An Analysis of the Crush Movie Directed by Paul Haggis
The Crush movie largely portrays racism and the extremes that people go to manifest their prejudices. The setting of the story is in Los Angeles. Haggis has lived in the City for over three decades, and he used the movie to portray the extent the racist nature of the Los Angeles residents. In his view, the racism is usually fueled by deeply entrenched stereotypes that the residents have condoned as the benchmark of judging people’s character over the years. The movie brings out the aspect of bigotry that exists in the society along the lines of class and ethnicity. The races represented are the Asians, Latinos, blacks, whites, Iranians and Koreans.
The director correctly points out that stereotyping is to be blamed for the situation in our society in as far as racism is concerned. Heilbroner (45) concurs with Haggis observation by stating that we not only grow up hearing stereotypical remarks all around us but that even as adults, we cannot escape coming into contact with them. He noted that stereotypes mostly propagated by people in the form of jokes and the mass media through newspapers, films and television.

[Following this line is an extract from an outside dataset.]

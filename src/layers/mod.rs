/// LSTM cell with batched forward and backward passes.
pub mod lstm_cell;

/// Dense output layer.
pub mod linear;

According to Heilbroner, the ugly effects of the stereotypes are the way people end up substituting them for other critical ways of acquiring knowledge such as observation. In his view, people use stereotypes as a shortcut to making judgments about people’s behavior. He further observed People rely on stereotypes to generalize people’s behaviors instead of treating them as unique and special individuals.
Paul Haggis brings out this aspect perfectly in his film through his characters. He uses different stylistic devices such as coincidence, and fate to bring out the issues. The plot revolves around four different storylines. In one of the scenes we see the district attorney and his white (Sandra Bullock) wife who is quite racist; the two appear to be from an upper class according to their dressing code. The wife gets scared when she spots two black around the corner looking at them suspiciously. The black men are Ludacris and his companion larenze Tate, who impersonate Anthony and Peter in the movie. She quickly grabs her husband’s hand and expresses her fear that the black men intend to steal from them. The men are well aware of the woman’s racist opinions.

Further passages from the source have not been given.